Add your own comment

135 Comments on AMD Radeon "Navy Flounder" Features 40CU, 192-bit GDDR6 Memory

#51
Vayra86
You made me change my avatar. This fits just right I think
Posted on Reply
#52
ratirt
Vayra86
You made me change my avatar. This fits just right I think
Add cumin in the pick and it's a TRIO :P
Posted on Reply
#53
-The_Mask-
Valantar
That depends on pricing as well as performance. If this is indeed a chip for upper entry level and lower midrange GPUs, 12GB might simply be too expensive. Even with cheaper, lower clocked RAM chips another 6GB is an additional $50-80 BOM cost. That eats a lot of margin for a <$300 GPU. So in the end, the total amount of memory is also dependent on pricing. It might be that the highest end SKU based off this chip will have 12GB, but 6GB for lower end versions is going to represent a significant savinsg - and likely not hold the card back at all at the types of resolutions it will mostly be used for. Of course there could also be cut-down SKUs with 4GB and 8GB lower down the stack.
The price difference won't be that big, in both cases you need six GDDR6 chips. With 6GB you can use six 8Gb chips, with 12GB you need six 16Gb chips. This also isn't a lower midrange graphics card. The performance should be a bit higher then half of a RTX 3080 and a bit above a RX 5700 XT, that's not really low midrange. I believe that a graphics card with specifications like this is probably not sub 300 dollars, but most likely 300 dollars.
Posted on Reply
#54
Xex360
Camm
AMD's cache designs must be fan fucking tastic to think a non-x, GDDR6, limited width bus card is going to compete against the 3000 stack well.
Radeon 7 has higher bandwidth than even the 3090 (using the "fastest graphic memory"), yet the 5700xt with much less bandwidth is close or beats it.
That being said, AMD could launch something really expensive for prosumers with HBM2, on the plus side they could make fun of the false claims of Micron with their GDDR6X.
Posted on Reply
#55
dragontamer5788
Xex360
Camm
AMD's cache designs must be fan fucking tastic to think a non-x, GDDR6, limited width bus card is going to compete against the 3000 stack well.
Radeon 7 has higher bandwidth than even the 3090 (using the "fastest graphic memory"), yet the 5700xt with much less bandwidth is close or beats it.
While the RDNA L0 / L1 / L2 cache structure is clearly superior to the Vega cache architecture (L1 / L2)... I don't think that's what @Camm is talking about here.
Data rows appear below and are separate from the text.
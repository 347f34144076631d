use chrono::{TimeZone, Utc};
use dualchain_core::{ChainStore, Node, NodeDraft, Snapshot};
use uuid::Uuid;

fn node(content: &str, duration: u32) -> Node {
    Node::new(
        content,
        Utc.with_ymd_and_hms(2024, 1, 1, 9, 0, 0).unwrap(),
        duration,
    )
}

#[test]
fn node_serialization_uses_expected_wire_fields() {
    let mut paired = node("review", 45);
    let partner_id = Uuid::new_v4();
    paired.pair_id = Some(partner_id);

    let json = serde_json::to_value(&paired).unwrap();
    assert_eq!(json["id"], paired.id.to_string());
    assert_eq!(json["content"], "review");
    assert_eq!(json["dt"], "2024-01-01T09:00:00Z");
    assert_eq!(json["duration"], 45);
    assert_eq!(json["pairId"], partner_id.to_string());

    let decoded: Node = serde_json::from_value(json).unwrap();
    assert_eq!(decoded, paired);
}

#[test]
fn unset_pairing_is_omitted_not_null() {
    let unpaired = node("solo", 0);

    let json = serde_json::to_value(&unpaired).unwrap();
    assert!(json.get("pairId").is_none());

    let decoded: Node = serde_json::from_value(json).unwrap();
    assert_eq!(decoded.pair_id, None);
}

#[test]
fn missing_duration_defaults_to_zero_on_load() {
    let id = Uuid::new_v4();
    let raw = format!(
        r#"{{"id":"{id}","content":"legacy","dt":"2024-01-01T09:00:00Z"}}"#
    );

    let decoded: Node = serde_json::from_str(&raw).unwrap();
    assert_eq!(decoded.duration, 0);
    assert_eq!(decoded.pair_id, None);
}

#[test]
fn snapshot_round_trip_preserves_both_chains_structurally() {
    let mut chains = ChainStore::new();
    chains.add_node(
        NodeDraft {
            content: "paired".to_string(),
            dt: Utc.with_ymd_and_hms(2024, 1, 1, 9, 0, 0).unwrap(),
            duration: 60,
        },
        true,
    );
    chains.add_node(
        NodeDraft {
            content: "solo".to_string(),
            dt: Utc.with_ymd_and_hms(2024, 1, 2, 10, 30, 0).unwrap(),
            duration: 0,
        },
        false,
    );

    let snapshot = chains.snapshot();
    let raw = serde_json::to_string(&snapshot).unwrap();
    let decoded: Snapshot = serde_json::from_str(&raw).unwrap();

    assert_eq!(decoded, snapshot);
    assert_eq!(ChainStore::from_snapshot(decoded), chains);
}

#[test]
fn snapshot_rejects_non_sequence_chains() {
    assert!(serde_json::from_str::<Snapshot>(r#"{"main": 5, "sub": []}"#).is_err());
    assert!(serde_json::from_str::<Snapshot>(r#"{"main": [], "sub": {"a": 1}}"#).is_err());
    assert!(serde_json::from_str::<Snapshot>("not json at all").is_err());
}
I think Camm is talking about the rumored "cache chip", a L4 128MB or 64MB SRAM cache that's rumored to be on NAVI. I don't know where that rumor came from... but the general gist is that everyone's looking at 192-bit bus or 128-bit bus designs thinking AMD has an "ace in the hole" or something, to compete against 3080 or 3070 chips.

With regards to the L4 cache rumors: a fast SRAM may be good for framebuffer operations, but most operations would be going to VRAM anyway (because 4k or 8k textures are so damn big... as is the vertex data). I can't imagine a 64MB or 128MB cache really helping these intense games. But I'm willing to be proven wrong on the issue. I'll think about the issue more if the "super-large cache" rumors are confirmed.
Posted on Reply
#56
Xex360
dragontamer5788
While the RDNA L0 / L1 / L2 cache structure is clearly superior to the Vega cache architecture (L1 / L2)... I don't think that's what @Camm is talking about here.

I think Camm is talking about the rumored "cache chip", a L4 128MB or 64MB SRAM cache that's rumored to be on NAVI. I don't know where that rumor came from... but the general gist is that everyone's looking at 192-bit bus or 128-bit bus designs thinking AMD has an "ace in the hole" or something, to compete against 3080 or 3070 chips.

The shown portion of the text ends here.